• _EXERCISE BRIEF_: Collect the lines of the entries where "resolve" shows up.

──────────

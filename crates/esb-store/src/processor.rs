//! Background delivery driver for a message store
//!
//! A processor polls its store on a fixed interval. Each cycle claims up to
//! `concurrency` messages and runs the `on_process` sequence for each one. A
//! claimed message stays in the store for the whole attempt: success removes
//! it, failure rewrites it at the tail with an incremented retry counter, or
//! moves it to the dead-letter store once `max_retries` is exceeded.

use std::collections::HashMap;
use std::sync::atomic::{AtomicBool, AtomicU64, Ordering};
use std::sync::Arc;
use std::time::Duration;

use serde::Serialize;
use tokio::sync::{broadcast, Mutex};
use tokio::task::JoinHandle;
use tracing::{debug, error, info, warn};

use esb_common::{properties, MediationError, StoreError, StoredMessage};
use esb_mediation::{MediationEnvironment, MessageContext, SequenceRef};

use crate::store::MessageStore;

/// `tokio::time::interval` rejects a zero period
const MIN_POLL_INTERVAL: Duration = Duration::from_millis(1);

#[derive(Debug, Clone)]
pub struct ProcessorConfig {
    pub name: String,
    pub poll_interval: Duration,
    /// Failed attempts tolerated before a message is dead-lettered
    pub max_retries: u32,
    /// Messages attempted concurrently per poll cycle
    pub concurrency: usize,
    pub parameters: HashMap<String, String>,
}

impl ProcessorConfig {
    pub fn new(name: impl Into<String>) -> Self {
        Self {
            name: name.into(),
            poll_interval: Duration::from_secs(1),
            max_retries: 3,
            concurrency: 1,
            parameters: HashMap::new(),
        }
    }
}

/// Result of one delivery attempt
#[derive(Debug, Clone, PartialEq, Eq)]
pub enum DeliveryOutcome {
    Delivered { message_id: String },
    Retrying { message_id: String, retry_count: u32 },
    DeadLettered { message_id: String },
}

#[derive(Debug, Clone, Serialize)]
pub struct ProcessorStatus {
    pub name: String,
    pub started: bool,
    pub store: String,
    pub store_size: Option<usize>,
    pub dead_letter_store: String,
    pub dead_letter_size: Option<usize>,
    pub attempts: u64,
    pub successes: u64,
    pub retries: u64,
    pub dead_lettered: u64,
    pub submitted: u64,
}

struct Worker {
    shutdown_tx: broadcast::Sender<()>,
    handle: JoinHandle<()>,
}

#[derive(Default)]
struct Counters {
    attempts: AtomicU64,
    successes: AtomicU64,
    retries: AtomicU64,
    dead_lettered: AtomicU64,
    submitted: AtomicU64,
}

pub struct MessageProcessor {
    config: ProcessorConfig,
    store: Arc<dyn MessageStore>,
    dead_letter_store: Arc<dyn MessageStore>,
    on_process: SequenceRef,
    on_submit: Option<SequenceRef>,
    environment: Arc<MediationEnvironment>,
    started: AtomicBool,
    worker: Mutex<Option<Worker>>,
    counters: Counters,
}

impl MessageProcessor {
    pub fn new(
        config: ProcessorConfig,
        store: Arc<dyn MessageStore>,
        dead_letter_store: Arc<dyn MessageStore>,
        on_process: SequenceRef,
        environment: Arc<MediationEnvironment>,
    ) -> Self {
        Self {
            config,
            store,
            dead_letter_store,
            on_process,
            on_submit: None,
            environment,
            started: AtomicBool::new(false),
            worker: Mutex::new(None),
            counters: Counters::default(),
        }
    }

    /// Sequence run once when a message is first submitted
    pub fn with_on_submit(mut self, on_submit: SequenceRef) -> Self {
        self.on_submit = Some(on_submit);
        self
    }

    pub fn name(&self) -> &str {
        &self.config.name
    }

    pub fn config(&self) -> &ProcessorConfig {
        &self.config
    }

    pub fn store(&self) -> &Arc<dyn MessageStore> {
        &self.store
    }

    pub fn dead_letter_store(&self) -> &Arc<dyn MessageStore> {
        &self.dead_letter_store
    }

    pub fn environment(&self) -> &Arc<MediationEnvironment> {
        &self.environment
    }

    pub fn is_started(&self) -> bool {
        self.started.load(Ordering::SeqCst)
    }

    /// Begin polling. Calling this on a started processor does nothing.
    pub async fn start(self: &Arc<Self>) {
        let mut worker = self.worker.lock().await;
        if worker.is_some() {
            debug!(processor = %self.config.name, "Processor already started");
            return;
        }

        let (shutdown_tx, mut shutdown_rx) = broadcast::channel(1);
        let processor = Arc::clone(self);
        let interval = self.config.poll_interval.max(MIN_POLL_INTERVAL);

        let handle = tokio::spawn(async move {
            let mut ticker = tokio::time::interval(interval);
            ticker.set_missed_tick_behavior(tokio::time::MissedTickBehavior::Delay);

            loop {
                tokio::select! {
                    biased;
                    _ = shutdown_rx.recv() => {
                        info!(processor = %processor.config.name, "Processor poll loop shutting down");
                        break;
                    }
                    _ = ticker.tick() => {
                        processor.run_cycle().await;
                    }
                }
            }
        });

        *worker = Some(Worker { shutdown_tx, handle });
        self.started.store(true, Ordering::SeqCst);
        info!(
            processor = %self.config.name,
            store = %self.store.name(),
            interval_ms = interval.as_millis() as u64,
            "Processor started"
        );
    }

    /// Stop polling and wait for an in-flight cycle to finish
    pub async fn stop(&self) {
        let mut worker = self.worker.lock().await;
        let Some(Worker { shutdown_tx, handle }) = worker.take() else {
            return;
        };

        let _ = shutdown_tx.send(());
        if let Err(e) = handle.await {
            error!(processor = %self.config.name, error = %e, "Processor poll loop panicked");
        }
        self.started.store(false, Ordering::SeqCst);
        info!(processor = %self.config.name, "Processor stopped");
    }

    /// Run one poll cycle
    ///
    /// A store failure while claiming messages ends the cycle early; the
    /// next tick tries again.
    pub async fn run_cycle(&self) -> Vec<DeliveryOutcome> {
        let mut claimed = Vec::with_capacity(self.config.concurrency);
        for _ in 0..self.config.concurrency.max(1) {
            match self.store.dequeue_next().await {
                Ok(Some(message)) => claimed.push(message),
                Ok(None) => break,
                Err(e) => {
                    warn!(
                        processor = %self.config.name,
                        store = %self.store.name(),
                        error = %e,
                        "Message store unavailable, skipping poll cycle"
                    );
                    break;
                }
            }
        }

        if claimed.is_empty() {
            return Vec::new();
        }

        futures::future::join_all(claimed.into_iter().map(|message| self.attempt(message))).await
    }

    async fn attempt(&self, message: StoredMessage) -> DeliveryOutcome {
        self.counters.attempts.fetch_add(1, Ordering::Relaxed);
        let message_id = message.message_id.clone();
        let retry_count = message.retry_count();
        let mut ctx = MessageContext::restore(message, self.environment.clone());

        let result = match self.on_process.resolve(&self.environment) {
            Some(sequence) => sequence.mediate(&mut ctx).await,
            None => Err(MediationError::configuration(format!(
                "On-process sequence '{}' not found",
                self.on_process.describe()
            ))),
        };

        match result {
            Ok(_) => {
                if let Err(e) = self.store.remove(&message_id).await {
                    error!(
                        processor = %self.config.name,
                        message_id = %message_id,
                        error = %e,
                        "Failed to remove delivered message, it may be delivered again"
                    );
                    self.release(&message_id).await;
                }
                self.counters.successes.fetch_add(1, Ordering::Relaxed);
                metrics::counter!(
                    "esb_processor_deliveries_total",
                    "processor" => self.config.name.clone(),
                    "outcome" => "delivered"
                )
                .increment(1);
                debug!(processor = %self.config.name, message_id = %message_id, "Message delivered");
                DeliveryOutcome::Delivered { message_id }
            }
            Err(e) => self.record_failure(ctx, retry_count + 1, e).await,
        }
    }

    async fn record_failure(
        &self,
        ctx: MessageContext,
        retry_count: u32,
        error: MediationError,
    ) -> DeliveryOutcome {
        let mut message = ctx.snapshot();
        let message_id = message.message_id.clone();
        message.set_retry_count(retry_count);
        message.set_property(properties::LAST_ERROR, error.to_string());

        metrics::counter!(
            "esb_processor_deliveries_total",
            "processor" => self.config.name.clone(),
            "outcome" => "failed"
        )
        .increment(1);

        if retry_count > self.config.max_retries {
            message.set_property(properties::PROCESSOR_NAME, self.config.name.clone());
            match self.dead_letter_store.enqueue(message.clone()).await {
                Ok(()) => {
                    if let Err(e) = self.store.remove(&message_id).await {
                        error!(
                            processor = %self.config.name,
                            message_id = %message_id,
                            error = %e,
                            "Failed to remove dead-lettered message from the primary store"
                        );
                        self.release(&message_id).await;
                    }
                    self.counters.dead_lettered.fetch_add(1, Ordering::Relaxed);
                    metrics::counter!(
                        "esb_processor_dead_lettered_total",
                        "processor" => self.config.name.clone()
                    )
                    .increment(1);
                    warn!(
                        processor = %self.config.name,
                        message_id = %message_id,
                        retry_count,
                        error = %error,
                        "Retries exhausted, message moved to dead-letter store"
                    );
                    return DeliveryOutcome::DeadLettered { message_id };
                }
                Err(e) => {
                    error!(
                        processor = %self.config.name,
                        message_id = %message_id,
                        error = %e,
                        "Dead-letter store rejected message, keeping it in the primary store"
                    );
                }
            }
        }

        self.counters.retries.fetch_add(1, Ordering::Relaxed);
        if let Err(e) = self.store.enqueue(message).await {
            error!(
                processor = %self.config.name,
                message_id = %message_id,
                error = %e,
                "Failed to re-enqueue message after delivery failure"
            );
            self.release(&message_id).await;
        } else {
            debug!(
                processor = %self.config.name,
                message_id = %message_id,
                retry_count,
                error = %error,
                "Delivery failed, message re-enqueued"
            );
        }
        DeliveryOutcome::Retrying { message_id, retry_count }
    }

    /// Hand a claimed message back so a later cycle picks it up again
    async fn release(&self, message_id: &str) {
        if let Err(e) = self.store.release(message_id).await {
            warn!(
                processor = %self.config.name,
                message_id = %message_id,
                error = %e,
                "Failed to release message claim"
            );
        }
    }

    /// Place a message into the store for the first time
    ///
    /// Runs `on_submit` once before persisting; a failure there keeps the
    /// message out of the store.
    pub async fn submit(&self, ctx: &mut MessageContext) -> Result<(), MediationError> {
        if let Some(on_submit) = &self.on_submit {
            let sequence = on_submit.resolve(&self.environment).ok_or_else(|| {
                MediationError::configuration(format!(
                    "On-submit sequence '{}' not found",
                    on_submit.describe()
                ))
            })?;
            sequence.mediate(ctx).await?;
        }

        let mut message = ctx.snapshot();
        message.set_retry_count(0);
        self.store.enqueue(message).await?;
        self.counters.submitted.fetch_add(1, Ordering::Relaxed);
        debug!(processor = %self.config.name, message_id = %ctx.message_id(), "Message submitted");
        Ok(())
    }

    /// Re-enqueue a dead-lettered message with a fresh retry budget
    pub async fn resubmit(&self, mut message: StoredMessage) -> Result<(), StoreError> {
        message.set_retry_count(0);
        message.remove_property(properties::LAST_ERROR);
        message.remove_property(properties::PROCESSOR_NAME);
        self.store.enqueue(message).await
    }

    pub async fn status(&self) -> ProcessorStatus {
        ProcessorStatus {
            name: self.config.name.clone(),
            started: self.is_started(),
            store: self.store.name().to_string(),
            store_size: self.store.size().await.ok(),
            dead_letter_store: self.dead_letter_store.name().to_string(),
            dead_letter_size: self.dead_letter_store.size().await.ok(),
            attempts: self.counters.attempts.load(Ordering::Relaxed),
            successes: self.counters.successes.load(Ordering::Relaxed),
            retries: self.counters.retries.load(Ordering::Relaxed),
            dead_lettered: self.counters.dead_lettered.load(Ordering::Relaxed),
            submitted: self.counters.submitted.load(Ordering::Relaxed),
        }
    }
}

──────────

• _WRITTEN ANSWER_:
        let result = match self.on_process.resolve(&self.environment) {
            let sequence = on_submit.resolve(&self.environment).ok_or_else(|| {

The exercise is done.